= Source records =
######

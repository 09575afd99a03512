use std::{sync::Arc, time::Duration};

use serde::{Deserialize, Serialize};
use tokio_util::sync::CancellationToken;

use crate::{
    events::{AnalysisEvent, AnalysisEventBus},
    graph::{GraphLayout, InfluenceGraph, LayoutProfile, StockState, Tooltip},
    job::{
        AnalysisBackend, AnalysisError, JobClient, PollPolicy,
        error::{cancelled, empty_result, job_failed},
    },
    report::{AnalysisReport, JobId, JobStatus},
    stock::{DEFAULT_FETCH_SPACING, StockBoard, StockEnricher, StockQuoteSource},
};

/// Everything one analysis request produced.
#[derive(Debug, Clone, Serialize, Deserialize)]
pub struct AnalysisOutcome {
    pub job_id: JobId,
    pub report: AnalysisReport,
    pub graph: InfluenceGraph,
    pub layout: GraphLayout,
    /// `None` when enrichment was disabled for the request.
    pub stocks: Option<StockBoard>,
}

impl AnalysisOutcome {
    pub fn tooltip(&self, node_id: &str) -> Option<Tooltip> {
        let node = self.graph.node(node_id)?;
        let empty = StockBoard::default();
        let board = self.stocks.as_ref().unwrap_or(&empty);
        Some(Tooltip::for_node(node, StockState::Ready(board)))
    }
}

/// Drives submit, poll, graph build and enrichment for one query at a time.
pub struct AnalysisSession {
    jobs: JobClient,
    stock_source: Option<Arc<dyn StockQuoteSource>>,
    fetch_spacing: Duration,
    profile: LayoutProfile,
    events: AnalysisEventBus,
}

impl AnalysisSession {
    pub fn new(
        backend: Arc<dyn AnalysisBackend>,
        policy: PollPolicy,
        profile: LayoutProfile,
        events: AnalysisEventBus,
    ) -> Self {
        Self {
            jobs: JobClient::new(backend, policy).with_events(events.clone()),
            stock_source: None,
            fetch_spacing: DEFAULT_FETCH_SPACING,
            profile,
            events,
        }
    }

    pub fn with_stock_source(mut self, source: Arc<dyn StockQuoteSource>, spacing: Duration) -> Self {
        self.stock_source = Some(source);
        self.fetch_spacing = spacing;
        self
    }

    pub fn events(&self) -> &AnalysisEventBus {
        &self.events
    }

    pub fn profile(&self) -> LayoutProfile {
        self.profile
    }

    pub async fn run(
        &self,
        query: &str,
        cancel: &CancellationToken,
    ) -> Result<AnalysisOutcome, AnalysisError> {
        match self.run_inner(query, cancel).await {
            Ok(outcome) => Ok(outcome),
            Err(err) => {
                tracing::warn!(
                    target: "session",
                    kind = ?err.kind,
                    job_id = err.job_id.as_deref().unwrap_or("-"),
                    error = %err,
                    "analysis_failed"
                );
                self.events.publish(AnalysisEvent::AnalysisFailed {
                    job_id: err.job_id.clone(),
                    kind: err.kind,
                    message: err.user_message().to_string(),
                });
                Err(err)
            }
        }
    }

    async fn run_inner(
        &self,
        query: &str,
        cancel: &CancellationToken,
    ) -> Result<AnalysisOutcome, AnalysisError> {
        let job_id = tokio::select! {
            biased;
            _ = cancel.cancelled() => {
                tracing::debug!(target: "session", "submission_cancelled");
                return Err(cancelled(None));
            }
            submitted = self.jobs.submit_query(query) => submitted?,
        };
        let job = self.jobs.poll_until_terminal(&job_id, cancel).await?;

        let report = match (job.status, job.result) {
            (JobStatus::Failed, _) => return Err(job_failed(&job_id, job.error.as_deref())),
            (JobStatus::Completed, Some(report)) => report,
            (JobStatus::Completed, None) | (JobStatus::Pending, _) => {
                return Err(empty_result(&job_id));
            }
        };

        let graph = InfluenceGraph::from_report(&report);
        let layout = GraphLayout::compute(&graph, self.profile);
        tracing::info!(
            target: "session",
            job_id = %job_id,
            chains = report.influence_chains.len(),
            nodes = graph.nodes().len(),
            edges = graph.edges().len(),
            "analysis_completed"
        );
        self.events.publish(AnalysisEvent::AnalysisCompleted {
            job_id: job_id.clone(),
            chain_count: report.influence_chains.len(),
        });

        let stocks = match &self.stock_source {
            Some(source) => {
                StockEnricher::new(Arc::clone(source), self.fetch_spacing)
                    .with_events(self.events.clone())
                    .enrich_once(&graph, cancel)
                    .await
            }
            None => None,
        };

        Ok(AnalysisOutcome {
            job_id,
            report,
            graph,
            layout,
            stocks,
        })
    }
}
use async_trait::async_trait;

use crate::{
    job::error::AnalysisError,
    report::{JobId, JobStatusResponse},
};

#[async_trait]
pub trait AnalysisBackend: Send + Sync {
    /// Creates an analysis job for an already validated, trimmed query.
    async fn submit_query(&self, query: &str) -> Result<JobId, AnalysisError>;

    async fn fetch_job(&self, job_id: &str) -> Result<JobStatusResponse, AnalysisError>;
}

######

= EXERCISE DETAILS =
Scan the data above for the string "Tooltip". Copy every line in which it appears.

= COMPLETED EXERCISE =
    graph::{GraphLayout, InfluenceGraph, LayoutProfile, StockState, Tooltip},
    pub fn tooltip(&self, node_id: &str) -> Option<Tooltip> {
        Some(Tooltip::for_node(node, StockState::Ready(board)))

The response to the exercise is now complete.